Тода словно осенило.

– Ну, после такого мне необходимо еще выпить. – Он дал знак кельнеру и, обращаясь к Джой, сказал: – Мой маленький милый простак, за границей я не говорю по-русски, и я не встречал ни одного немца из Восточной зоны, который говорил бы по-русски, хотя такие люди там есть. Там, как и здесь, говорят по-немецки. Жители северной части Германии отличаются от жителей южной части своим произношением и подсмеиваются друг над другом из-за их акцента.

– А много ли русских вы там встречали? – спросил Стивен.

– Встретил нескольких на контрольном пункте Восточного Берлина при проезде в Восточную Германию, но все формальности выполняла немецкая охрана. Когда мы проезжали мимо казарм, где-то около Макленбурга, потом близ Лейпцига, если бы шофер не сказал, что они заняты русскими, я бы не догадался. Они не размахивают серпом и молотом за границей, как это проделываем мы со своими звездами и полосками! А еще я повстречал один военный грузовик, битком набитый молодыми Иванами, который ехал следом за нашей машиной. Мой шофер сбился с пути и привез меня в какой-то тупик. Вот было смеху, когда русским пришлось разворачиваться и искать правильную дорогу! Видел я немало русских кладбищ, где лежали Иваны, которые помогли разбить Гитлера.

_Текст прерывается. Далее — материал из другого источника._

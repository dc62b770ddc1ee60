//! Writes geometries into the shared index and coordinate buffers.

use arrow_buffer::ScalarBuffer;

use crate::buffer::BufferBuilder;
use crate::codec::{GeometryType, NO_Z};
use crate::error::{GeoMemError, Result};
use crate::feature::{Geometry, Position};

/// Recursive-descent geometry writer.
///
/// Owns the two growable buffers; their lengths double as the write cursors,
/// so every call to [`encode`](Self::encode) appends one geometry's
/// structural words and coordinate triples at the current end of each
/// buffer. The cursor state lives here rather than in captured variables so
/// unrelated call trees can never share it.
#[derive(Debug, Default)]
pub struct GeometryEncoder {
    indexes: BufferBuilder<u32>,
    coords: BufferBuilder<f64>,
}

impl GeometryEncoder {
    pub fn new() -> Self {
        Default::default()
    }

    /// Current index-buffer cursor, in words.
    pub fn index_pos(&self) -> usize {
        self.indexes.len()
    }

    /// Current coordinate-buffer cursor, in floats.
    pub fn coord_pos(&self) -> usize {
        self.coords.len()
    }

    /// Appends one geometry: its type code, variant-specific counts, and
    /// coordinate triples.
    ///
    /// Errors with [`GeoMemError::Overflow`] iff a count does not fit in a
    /// u32 index word.
    pub fn encode(&mut self, geometry: &Geometry) -> Result<()> {
        match geometry {
            Geometry::None => {
                self.indexes.push(GeometryType::None.into());
            }
            Geometry::Point(position) => {
                self.indexes.push(GeometryType::Point.into());
                self.push_position(position);
            }
            Geometry::MultiPoint(positions) => {
                self.indexes.push(GeometryType::MultiPoint.into());
                self.push_positions(positions)?;
            }
            Geometry::LineString(positions) => {
                self.indexes.push(GeometryType::LineString.into());
                self.push_positions(positions)?;
            }
            Geometry::MultiLineString(rings) => {
                self.indexes.push(GeometryType::MultiLineString.into());
                self.push_rings(rings)?;
            }
            Geometry::Polygon(rings) => {
                self.indexes.push(GeometryType::Polygon.into());
                self.push_rings(rings)?;
            }
            Geometry::MultiPolygon(polygons) => {
                self.indexes.push(GeometryType::MultiPolygon.into());
                self.push_count(polygons.len())?;
                for rings in polygons {
                    self.push_rings(rings)?;
                }
            }
            Geometry::GeometryCollection(children) => {
                self.indexes.push(GeometryType::GeometryCollection.into());
                self.push_count(children.len())?;
                for child in children {
                    self.encode(child)?;
                }
            }
        }
        Ok(())
    }

    /// Trims both buffers to their exact written length and freezes them.
    pub fn finish(self) -> (ScalarBuffer<u32>, ScalarBuffer<f64>) {
        (self.indexes.finish(), self.coords.finish())
    }

    fn push_count(&mut self, count: usize) -> Result<()> {
        let count = u32::try_from(count).map_err(|_| GeoMemError::Overflow)?;
        self.indexes.push(count);
        Ok(())
    }

    fn push_positions(&mut self, positions: &[Position]) -> Result<()> {
        self.push_count(positions.len())?;
        for position in positions {
            self.push_position(position);
        }
        Ok(())
    }

    fn push_rings(&mut self, rings: &[Vec<Position>]) -> Result<()> {
        self.push_count(rings.len())?;
        for ring in rings {
            self.push_positions(ring)?;
        }
        Ok(())
    }

    /// Always exactly three floats; the sentinel fills the z slot of 2D
    /// positions.
    fn push_position(&mut self, position: &Position) {
        self.coords.push(position.x);
        self.coords.push(position.y);
        self.coords.push(position.z.unwrap_or(NO_Z));
    }
}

– Но все же там много русских? – настаивала на своем Джой.

– Есть и русские. Статистические данные много раз печатались в газетах.

– И вам понравилось там? – спросила Джой.

– Понравилось! У меня антипатия к коммунистам! Разве это не видно из моего последнего репортажа, который я отправил оттуда? Чертовски приятно, что тебе целых три недели не пришлось говорить ни с одним нацистом! – Он в упоении закатил глаза. – Подумать только! Никто не ударяет вас по барабанной перепонке чепухой, вроде: «Когда мы снова захватим Польшу!», «Когда мы возьмем Чехословакию!», «Когда мы линию Одер–Нейссе отодвинем до Урала!», «Когда у нас будет самая сильная армия в Европе!», «Когда наша армия будет оснащена атомным оружием!», «Когда будут работать наши военные базы в Испании!»

– Герника на веки вечные! – прибавил Тео.

– Дело не в том, что люди на Востоке совершенство. Они еще не выколотили из своих стариков убеждение, что немцы лучше всех на свете. Там много и таких, которые все еще скулят по поводу своих страданий во время войны, забывая при этом упомянуть, что именно они начали войну. Но правительство там против нацизма и милитаризма, надо отдать ему должное. В их школах беспощадно разоблачают фашизм.

– А они хотят, чтобы их освободили?

Тод с недоумением посмотрел на Джой.

– Не знаю, кто вас кормит здесь этой чепухой. Вбейте в вашу хорошенькую головку: ребята на Востоке не хотят никакого освобождения. Они уже отвоевались. Они там хотят только одного: чтобы их оставили в покое и не мешали им строить побольше фабрик, побольше домов, побольше есть масла, чем где-либо в Европе.